■ Problem description ■
Go through the records below and report each line with "addr" in it.

■ Provided material ■

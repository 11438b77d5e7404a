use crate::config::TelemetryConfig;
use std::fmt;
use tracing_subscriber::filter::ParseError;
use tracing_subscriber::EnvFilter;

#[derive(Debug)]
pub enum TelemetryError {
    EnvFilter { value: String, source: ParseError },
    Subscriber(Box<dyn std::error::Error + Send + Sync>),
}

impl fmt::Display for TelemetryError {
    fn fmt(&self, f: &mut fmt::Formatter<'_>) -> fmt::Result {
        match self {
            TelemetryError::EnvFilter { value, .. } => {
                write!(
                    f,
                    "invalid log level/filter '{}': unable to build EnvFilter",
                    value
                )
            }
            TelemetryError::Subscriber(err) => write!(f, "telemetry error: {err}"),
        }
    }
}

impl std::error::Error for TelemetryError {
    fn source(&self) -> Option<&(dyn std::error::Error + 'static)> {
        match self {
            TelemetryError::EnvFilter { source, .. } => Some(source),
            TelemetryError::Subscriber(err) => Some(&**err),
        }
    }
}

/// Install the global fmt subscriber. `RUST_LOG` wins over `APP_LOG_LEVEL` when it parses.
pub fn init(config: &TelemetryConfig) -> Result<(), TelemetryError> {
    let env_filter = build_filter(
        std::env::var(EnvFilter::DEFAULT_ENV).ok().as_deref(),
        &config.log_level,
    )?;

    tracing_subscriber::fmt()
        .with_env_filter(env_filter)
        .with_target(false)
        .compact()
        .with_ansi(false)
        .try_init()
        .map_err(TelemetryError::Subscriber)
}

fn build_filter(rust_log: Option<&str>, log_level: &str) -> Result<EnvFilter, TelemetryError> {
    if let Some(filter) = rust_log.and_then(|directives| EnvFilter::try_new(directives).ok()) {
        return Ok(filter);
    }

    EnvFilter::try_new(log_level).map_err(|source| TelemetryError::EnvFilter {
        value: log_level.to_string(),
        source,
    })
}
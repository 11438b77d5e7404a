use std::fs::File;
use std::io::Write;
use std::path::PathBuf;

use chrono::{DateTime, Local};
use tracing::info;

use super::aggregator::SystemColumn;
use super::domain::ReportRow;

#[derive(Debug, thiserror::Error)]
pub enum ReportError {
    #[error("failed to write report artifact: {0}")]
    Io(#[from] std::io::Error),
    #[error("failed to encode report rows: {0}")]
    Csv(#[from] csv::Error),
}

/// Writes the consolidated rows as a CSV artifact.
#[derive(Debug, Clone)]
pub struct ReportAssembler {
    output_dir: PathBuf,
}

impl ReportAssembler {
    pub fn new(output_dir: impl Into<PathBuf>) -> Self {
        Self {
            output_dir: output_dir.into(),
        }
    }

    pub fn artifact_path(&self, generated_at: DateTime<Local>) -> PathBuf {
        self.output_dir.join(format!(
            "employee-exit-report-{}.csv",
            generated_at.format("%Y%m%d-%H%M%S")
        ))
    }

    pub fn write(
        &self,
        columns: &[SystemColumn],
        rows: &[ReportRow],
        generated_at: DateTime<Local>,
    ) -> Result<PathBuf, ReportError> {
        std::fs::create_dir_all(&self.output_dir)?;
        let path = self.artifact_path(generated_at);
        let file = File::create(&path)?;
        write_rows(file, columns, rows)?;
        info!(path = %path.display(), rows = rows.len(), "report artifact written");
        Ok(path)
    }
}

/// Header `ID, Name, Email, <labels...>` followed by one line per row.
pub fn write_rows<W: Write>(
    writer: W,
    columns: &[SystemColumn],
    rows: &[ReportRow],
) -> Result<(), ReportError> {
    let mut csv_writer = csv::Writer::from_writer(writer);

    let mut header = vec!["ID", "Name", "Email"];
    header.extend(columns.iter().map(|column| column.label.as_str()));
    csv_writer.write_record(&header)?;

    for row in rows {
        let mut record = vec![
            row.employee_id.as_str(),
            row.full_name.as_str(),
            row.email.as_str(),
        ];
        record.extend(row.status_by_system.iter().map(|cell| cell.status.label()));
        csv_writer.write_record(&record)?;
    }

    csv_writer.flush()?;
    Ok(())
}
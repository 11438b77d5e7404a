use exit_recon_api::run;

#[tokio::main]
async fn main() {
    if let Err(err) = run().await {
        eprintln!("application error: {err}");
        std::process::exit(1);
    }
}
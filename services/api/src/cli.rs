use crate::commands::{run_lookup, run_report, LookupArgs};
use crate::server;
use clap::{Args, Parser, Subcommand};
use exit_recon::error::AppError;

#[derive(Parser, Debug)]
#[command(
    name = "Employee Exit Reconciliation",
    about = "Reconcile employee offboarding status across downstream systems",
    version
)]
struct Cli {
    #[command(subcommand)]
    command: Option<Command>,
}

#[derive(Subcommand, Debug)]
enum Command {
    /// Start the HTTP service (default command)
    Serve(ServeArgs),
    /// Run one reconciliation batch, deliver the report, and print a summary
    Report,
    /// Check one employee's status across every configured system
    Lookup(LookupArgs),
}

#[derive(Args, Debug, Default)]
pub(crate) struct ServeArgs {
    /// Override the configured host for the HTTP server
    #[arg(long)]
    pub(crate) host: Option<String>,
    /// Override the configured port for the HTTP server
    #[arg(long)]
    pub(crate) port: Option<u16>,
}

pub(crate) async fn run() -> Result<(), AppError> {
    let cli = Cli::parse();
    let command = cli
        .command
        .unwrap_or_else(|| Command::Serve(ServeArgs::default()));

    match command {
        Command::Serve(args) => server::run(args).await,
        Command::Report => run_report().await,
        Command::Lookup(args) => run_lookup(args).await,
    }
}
--
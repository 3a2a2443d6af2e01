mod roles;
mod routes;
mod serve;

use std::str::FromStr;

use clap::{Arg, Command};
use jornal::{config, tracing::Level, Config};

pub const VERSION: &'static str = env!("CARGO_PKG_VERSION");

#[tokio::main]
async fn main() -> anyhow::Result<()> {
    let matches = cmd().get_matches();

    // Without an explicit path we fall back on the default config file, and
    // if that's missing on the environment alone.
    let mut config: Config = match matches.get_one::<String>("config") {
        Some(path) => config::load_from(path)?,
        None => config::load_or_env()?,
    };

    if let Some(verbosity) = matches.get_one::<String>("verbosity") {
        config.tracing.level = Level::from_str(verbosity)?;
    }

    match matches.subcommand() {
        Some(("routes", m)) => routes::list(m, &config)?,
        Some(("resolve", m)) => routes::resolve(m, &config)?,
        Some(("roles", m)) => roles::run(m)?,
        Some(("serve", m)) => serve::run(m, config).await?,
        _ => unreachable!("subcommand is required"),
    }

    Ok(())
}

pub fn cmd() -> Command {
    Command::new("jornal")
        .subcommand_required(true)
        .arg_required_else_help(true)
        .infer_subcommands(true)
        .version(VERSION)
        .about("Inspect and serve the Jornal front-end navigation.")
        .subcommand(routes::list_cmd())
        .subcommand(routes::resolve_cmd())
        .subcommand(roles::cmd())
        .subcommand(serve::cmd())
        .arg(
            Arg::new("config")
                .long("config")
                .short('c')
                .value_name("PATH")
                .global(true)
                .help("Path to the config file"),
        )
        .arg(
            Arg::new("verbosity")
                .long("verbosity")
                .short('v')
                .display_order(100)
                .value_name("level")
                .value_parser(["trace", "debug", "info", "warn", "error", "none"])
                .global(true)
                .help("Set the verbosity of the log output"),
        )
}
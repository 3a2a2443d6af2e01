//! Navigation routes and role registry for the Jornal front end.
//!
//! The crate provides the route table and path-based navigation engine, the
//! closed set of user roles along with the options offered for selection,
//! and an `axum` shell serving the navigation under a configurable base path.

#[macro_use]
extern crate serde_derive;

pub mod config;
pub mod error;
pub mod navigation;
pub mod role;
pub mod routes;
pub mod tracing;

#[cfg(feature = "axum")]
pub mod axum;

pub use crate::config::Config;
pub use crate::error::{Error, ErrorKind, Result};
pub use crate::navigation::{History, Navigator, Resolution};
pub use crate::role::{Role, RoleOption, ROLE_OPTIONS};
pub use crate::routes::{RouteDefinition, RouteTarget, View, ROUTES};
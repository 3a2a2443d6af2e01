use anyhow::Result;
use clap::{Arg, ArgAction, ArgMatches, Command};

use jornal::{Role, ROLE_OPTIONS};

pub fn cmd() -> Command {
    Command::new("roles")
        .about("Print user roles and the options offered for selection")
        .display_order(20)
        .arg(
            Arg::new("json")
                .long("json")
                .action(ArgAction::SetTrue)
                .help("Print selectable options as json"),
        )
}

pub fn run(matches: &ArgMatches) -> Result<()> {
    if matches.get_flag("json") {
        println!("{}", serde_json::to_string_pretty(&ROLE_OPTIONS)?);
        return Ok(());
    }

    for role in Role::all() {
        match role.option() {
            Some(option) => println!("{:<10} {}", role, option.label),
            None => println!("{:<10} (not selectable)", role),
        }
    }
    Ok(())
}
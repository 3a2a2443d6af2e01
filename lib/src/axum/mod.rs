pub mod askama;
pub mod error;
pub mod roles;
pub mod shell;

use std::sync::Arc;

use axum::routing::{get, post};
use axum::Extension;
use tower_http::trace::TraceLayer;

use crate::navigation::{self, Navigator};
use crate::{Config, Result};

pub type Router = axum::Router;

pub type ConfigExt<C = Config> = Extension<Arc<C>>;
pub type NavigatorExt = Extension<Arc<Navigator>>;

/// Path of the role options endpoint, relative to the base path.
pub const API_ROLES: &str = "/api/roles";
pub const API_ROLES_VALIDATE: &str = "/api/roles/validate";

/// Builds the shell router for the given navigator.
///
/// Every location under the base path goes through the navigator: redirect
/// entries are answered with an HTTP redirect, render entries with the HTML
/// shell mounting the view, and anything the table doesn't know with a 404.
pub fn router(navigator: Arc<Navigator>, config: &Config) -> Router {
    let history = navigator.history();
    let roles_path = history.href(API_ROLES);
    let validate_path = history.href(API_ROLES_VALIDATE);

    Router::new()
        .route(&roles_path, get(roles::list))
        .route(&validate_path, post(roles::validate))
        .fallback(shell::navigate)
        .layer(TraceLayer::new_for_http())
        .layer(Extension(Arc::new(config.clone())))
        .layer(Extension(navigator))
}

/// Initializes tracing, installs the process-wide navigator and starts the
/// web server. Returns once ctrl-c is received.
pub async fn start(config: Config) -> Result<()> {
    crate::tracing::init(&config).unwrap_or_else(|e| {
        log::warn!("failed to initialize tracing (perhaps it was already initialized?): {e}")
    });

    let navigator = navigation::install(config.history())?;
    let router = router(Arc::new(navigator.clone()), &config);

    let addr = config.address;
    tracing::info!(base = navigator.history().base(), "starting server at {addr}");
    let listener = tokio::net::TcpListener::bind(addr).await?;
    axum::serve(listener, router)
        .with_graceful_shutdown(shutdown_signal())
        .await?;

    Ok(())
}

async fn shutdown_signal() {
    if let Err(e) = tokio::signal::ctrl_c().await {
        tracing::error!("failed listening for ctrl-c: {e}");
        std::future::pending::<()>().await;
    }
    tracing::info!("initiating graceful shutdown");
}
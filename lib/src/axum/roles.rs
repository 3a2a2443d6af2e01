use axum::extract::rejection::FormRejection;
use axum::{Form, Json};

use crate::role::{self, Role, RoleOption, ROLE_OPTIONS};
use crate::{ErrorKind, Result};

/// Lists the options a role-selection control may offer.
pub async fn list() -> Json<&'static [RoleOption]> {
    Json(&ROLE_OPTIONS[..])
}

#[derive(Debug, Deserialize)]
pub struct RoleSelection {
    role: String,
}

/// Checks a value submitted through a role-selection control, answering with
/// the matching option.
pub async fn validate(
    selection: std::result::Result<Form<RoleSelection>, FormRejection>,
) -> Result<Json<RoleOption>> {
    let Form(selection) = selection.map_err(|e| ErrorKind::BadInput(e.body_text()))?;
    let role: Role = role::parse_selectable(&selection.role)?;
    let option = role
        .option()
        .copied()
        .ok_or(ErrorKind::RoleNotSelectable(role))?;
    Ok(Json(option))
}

■ Task response ■
    let addr = config.address;
    tracing::info!(base = navigator.history().base(), "starting server at {addr}");
    let listener = tokio::net::TcpListener::bind(addr).await?;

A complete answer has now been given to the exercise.